DATA SHOWN Block Start
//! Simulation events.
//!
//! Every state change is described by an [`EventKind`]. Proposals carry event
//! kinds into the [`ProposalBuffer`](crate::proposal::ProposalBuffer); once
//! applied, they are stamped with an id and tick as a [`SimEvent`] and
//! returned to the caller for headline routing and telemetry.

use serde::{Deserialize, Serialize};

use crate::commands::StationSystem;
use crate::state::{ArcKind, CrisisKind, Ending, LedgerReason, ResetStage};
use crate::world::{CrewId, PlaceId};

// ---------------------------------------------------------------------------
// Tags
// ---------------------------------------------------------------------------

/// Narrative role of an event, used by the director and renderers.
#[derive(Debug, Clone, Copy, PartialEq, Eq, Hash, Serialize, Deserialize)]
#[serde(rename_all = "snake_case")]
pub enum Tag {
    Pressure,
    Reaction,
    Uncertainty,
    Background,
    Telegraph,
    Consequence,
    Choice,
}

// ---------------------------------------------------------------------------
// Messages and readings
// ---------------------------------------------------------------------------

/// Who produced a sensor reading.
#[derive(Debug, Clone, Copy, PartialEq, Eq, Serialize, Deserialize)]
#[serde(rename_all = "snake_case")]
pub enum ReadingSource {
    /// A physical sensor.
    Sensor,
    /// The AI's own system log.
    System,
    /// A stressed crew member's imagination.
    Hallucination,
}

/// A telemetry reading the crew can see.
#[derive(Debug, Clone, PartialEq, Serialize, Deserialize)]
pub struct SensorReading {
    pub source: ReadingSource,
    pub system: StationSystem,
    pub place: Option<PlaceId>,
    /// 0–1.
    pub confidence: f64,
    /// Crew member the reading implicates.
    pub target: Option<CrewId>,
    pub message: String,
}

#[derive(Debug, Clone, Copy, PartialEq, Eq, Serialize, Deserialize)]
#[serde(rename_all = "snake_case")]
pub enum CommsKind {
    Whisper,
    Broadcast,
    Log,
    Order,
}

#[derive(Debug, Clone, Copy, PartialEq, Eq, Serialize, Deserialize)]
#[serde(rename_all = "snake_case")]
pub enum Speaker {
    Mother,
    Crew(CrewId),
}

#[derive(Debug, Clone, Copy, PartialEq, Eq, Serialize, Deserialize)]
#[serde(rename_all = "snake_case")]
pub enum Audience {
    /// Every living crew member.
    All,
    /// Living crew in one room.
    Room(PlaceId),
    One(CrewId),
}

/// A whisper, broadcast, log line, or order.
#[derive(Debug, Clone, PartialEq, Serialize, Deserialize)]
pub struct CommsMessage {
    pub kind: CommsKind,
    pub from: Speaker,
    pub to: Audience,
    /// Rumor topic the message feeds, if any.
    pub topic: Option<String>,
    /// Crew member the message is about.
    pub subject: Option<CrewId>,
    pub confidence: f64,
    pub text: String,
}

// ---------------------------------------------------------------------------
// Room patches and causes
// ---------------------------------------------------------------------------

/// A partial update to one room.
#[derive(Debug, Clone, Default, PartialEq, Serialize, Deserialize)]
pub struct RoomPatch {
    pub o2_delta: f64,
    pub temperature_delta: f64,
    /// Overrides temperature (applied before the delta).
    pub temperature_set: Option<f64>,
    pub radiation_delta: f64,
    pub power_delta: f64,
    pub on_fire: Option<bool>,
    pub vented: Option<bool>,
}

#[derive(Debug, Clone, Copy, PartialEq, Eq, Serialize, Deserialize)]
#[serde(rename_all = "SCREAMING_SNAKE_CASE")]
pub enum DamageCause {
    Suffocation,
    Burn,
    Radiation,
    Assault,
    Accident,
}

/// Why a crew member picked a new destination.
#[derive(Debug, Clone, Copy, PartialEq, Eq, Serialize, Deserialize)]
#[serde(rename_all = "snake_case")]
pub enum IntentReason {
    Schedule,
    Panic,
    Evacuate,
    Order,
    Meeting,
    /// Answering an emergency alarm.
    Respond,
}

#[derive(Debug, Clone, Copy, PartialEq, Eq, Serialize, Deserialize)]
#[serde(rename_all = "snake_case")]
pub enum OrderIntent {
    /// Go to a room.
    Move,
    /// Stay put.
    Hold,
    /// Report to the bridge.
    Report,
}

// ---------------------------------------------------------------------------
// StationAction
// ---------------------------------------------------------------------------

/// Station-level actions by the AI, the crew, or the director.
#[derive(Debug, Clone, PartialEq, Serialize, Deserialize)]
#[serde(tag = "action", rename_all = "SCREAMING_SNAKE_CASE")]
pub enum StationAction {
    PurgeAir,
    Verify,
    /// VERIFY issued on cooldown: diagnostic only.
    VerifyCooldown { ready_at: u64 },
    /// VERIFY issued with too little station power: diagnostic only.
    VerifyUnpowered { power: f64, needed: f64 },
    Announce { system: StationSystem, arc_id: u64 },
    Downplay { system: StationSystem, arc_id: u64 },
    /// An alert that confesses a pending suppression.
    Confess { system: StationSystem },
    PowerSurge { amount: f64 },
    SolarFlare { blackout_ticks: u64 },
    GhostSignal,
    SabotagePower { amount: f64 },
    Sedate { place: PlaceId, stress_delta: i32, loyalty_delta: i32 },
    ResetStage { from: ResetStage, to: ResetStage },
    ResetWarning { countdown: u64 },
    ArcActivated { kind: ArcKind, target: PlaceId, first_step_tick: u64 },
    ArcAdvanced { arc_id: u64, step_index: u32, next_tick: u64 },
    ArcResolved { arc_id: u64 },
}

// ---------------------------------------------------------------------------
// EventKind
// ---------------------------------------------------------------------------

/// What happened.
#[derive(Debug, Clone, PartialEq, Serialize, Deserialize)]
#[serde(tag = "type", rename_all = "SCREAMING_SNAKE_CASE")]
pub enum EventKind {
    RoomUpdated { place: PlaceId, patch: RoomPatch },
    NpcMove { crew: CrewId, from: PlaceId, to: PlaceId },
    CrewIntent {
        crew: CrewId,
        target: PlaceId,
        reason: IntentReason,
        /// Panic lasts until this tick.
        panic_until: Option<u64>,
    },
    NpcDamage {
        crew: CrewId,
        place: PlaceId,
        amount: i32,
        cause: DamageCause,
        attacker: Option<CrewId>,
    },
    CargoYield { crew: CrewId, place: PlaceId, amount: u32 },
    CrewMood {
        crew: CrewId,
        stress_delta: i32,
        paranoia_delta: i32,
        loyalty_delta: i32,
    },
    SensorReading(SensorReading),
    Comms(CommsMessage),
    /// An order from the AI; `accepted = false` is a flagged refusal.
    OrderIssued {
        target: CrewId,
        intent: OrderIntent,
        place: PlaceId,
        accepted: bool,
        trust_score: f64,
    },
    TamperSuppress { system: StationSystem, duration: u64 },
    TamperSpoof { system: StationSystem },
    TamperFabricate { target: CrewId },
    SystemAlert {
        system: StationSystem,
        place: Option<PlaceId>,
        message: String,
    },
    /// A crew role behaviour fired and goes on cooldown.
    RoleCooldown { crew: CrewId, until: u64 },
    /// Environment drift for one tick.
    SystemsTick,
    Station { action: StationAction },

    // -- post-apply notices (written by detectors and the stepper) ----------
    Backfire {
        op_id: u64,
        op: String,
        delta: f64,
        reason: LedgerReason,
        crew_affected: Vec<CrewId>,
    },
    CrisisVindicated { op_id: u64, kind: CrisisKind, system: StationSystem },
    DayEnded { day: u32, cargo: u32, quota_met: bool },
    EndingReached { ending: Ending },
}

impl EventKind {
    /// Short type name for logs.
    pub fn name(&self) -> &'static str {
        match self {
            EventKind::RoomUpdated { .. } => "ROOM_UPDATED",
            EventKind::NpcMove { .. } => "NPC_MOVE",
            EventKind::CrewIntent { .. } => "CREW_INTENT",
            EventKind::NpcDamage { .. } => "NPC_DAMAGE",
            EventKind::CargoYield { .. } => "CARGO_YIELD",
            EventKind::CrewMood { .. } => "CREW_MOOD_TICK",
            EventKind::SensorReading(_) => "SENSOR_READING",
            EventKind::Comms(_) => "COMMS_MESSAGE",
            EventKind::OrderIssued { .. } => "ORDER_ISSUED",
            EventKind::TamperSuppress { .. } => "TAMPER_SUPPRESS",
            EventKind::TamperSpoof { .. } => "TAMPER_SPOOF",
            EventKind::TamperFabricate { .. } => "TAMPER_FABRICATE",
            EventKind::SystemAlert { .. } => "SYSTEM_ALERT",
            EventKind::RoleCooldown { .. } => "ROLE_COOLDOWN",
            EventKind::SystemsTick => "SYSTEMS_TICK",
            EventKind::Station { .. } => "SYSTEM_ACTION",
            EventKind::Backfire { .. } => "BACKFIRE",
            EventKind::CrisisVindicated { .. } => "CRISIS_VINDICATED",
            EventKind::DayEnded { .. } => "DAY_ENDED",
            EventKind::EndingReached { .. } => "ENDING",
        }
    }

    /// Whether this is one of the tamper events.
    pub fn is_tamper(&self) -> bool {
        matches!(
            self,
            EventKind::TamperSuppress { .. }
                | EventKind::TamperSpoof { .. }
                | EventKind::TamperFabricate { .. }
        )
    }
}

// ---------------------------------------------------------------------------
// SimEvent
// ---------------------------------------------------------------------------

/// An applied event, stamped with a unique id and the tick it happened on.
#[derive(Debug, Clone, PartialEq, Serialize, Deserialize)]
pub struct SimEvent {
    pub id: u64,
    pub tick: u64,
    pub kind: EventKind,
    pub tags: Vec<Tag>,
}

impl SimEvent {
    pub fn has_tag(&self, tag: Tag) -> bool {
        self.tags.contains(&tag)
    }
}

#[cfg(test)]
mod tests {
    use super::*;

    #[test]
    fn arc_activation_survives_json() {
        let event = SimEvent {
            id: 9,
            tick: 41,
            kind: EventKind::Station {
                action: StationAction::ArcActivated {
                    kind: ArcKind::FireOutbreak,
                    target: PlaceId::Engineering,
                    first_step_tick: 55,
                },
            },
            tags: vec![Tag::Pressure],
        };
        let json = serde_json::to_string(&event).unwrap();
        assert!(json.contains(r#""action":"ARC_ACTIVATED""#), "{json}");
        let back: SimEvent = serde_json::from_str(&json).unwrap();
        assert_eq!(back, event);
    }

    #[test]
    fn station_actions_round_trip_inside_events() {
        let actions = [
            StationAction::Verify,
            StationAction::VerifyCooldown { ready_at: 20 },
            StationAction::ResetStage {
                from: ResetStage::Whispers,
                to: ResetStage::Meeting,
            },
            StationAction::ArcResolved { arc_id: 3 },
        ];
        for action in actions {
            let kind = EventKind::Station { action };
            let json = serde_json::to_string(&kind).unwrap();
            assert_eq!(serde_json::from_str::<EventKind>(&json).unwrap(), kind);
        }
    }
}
DATA SHOWN Block End
PROBLEM STATEMENT:
Retype exactly, and only, the lines above from the one where "kinds into the" occurs up to and including the one where "crew can see." occurs.

ANSWER TO THE PROBLEM:
//! kinds into the [`ProposalBuffer`](crate::proposal::ProposalBuffer); once
//! applied, they are stamped with an id and tick as a [`SimEvent`] and
//! returned to the caller for headline routing and telemetry.

use serde::{Deserialize, Serialize};

use crate::commands::StationSystem;
use crate::state::{ArcKind, CrisisKind, Ending, LedgerReason, ResetStage};
use crate::world::{CrewId, PlaceId};

// ---------------------------------------------------------------------------
// Tags
// ---------------------------------------------------------------------------

/// Narrative role of an event, used by the director and renderers.
#[derive(Debug, Clone, Copy, PartialEq, Eq, Hash, Serialize, Deserialize)]
#[serde(rename_all = "snake_case")]
pub enum Tag {
    Pressure,
    Reaction,
    Uncertainty,
    Background,
    Telegraph,
    Consequence,
    Choice,
}

// ---------------------------------------------------------------------------
// Messages and readings
// ---------------------------------------------------------------------------

/// Who produced a sensor reading.
#[derive(Debug, Clone, Copy, PartialEq, Eq, Serialize, Deserialize)]
#[serde(rename_all = "snake_case")]
pub enum ReadingSource {
    /// A physical sensor.
    Sensor,
    /// The AI's own system log.
    System,
    /// A stressed crew member's imagination.
    Hallucination,
}

/// A telemetry reading the crew can see.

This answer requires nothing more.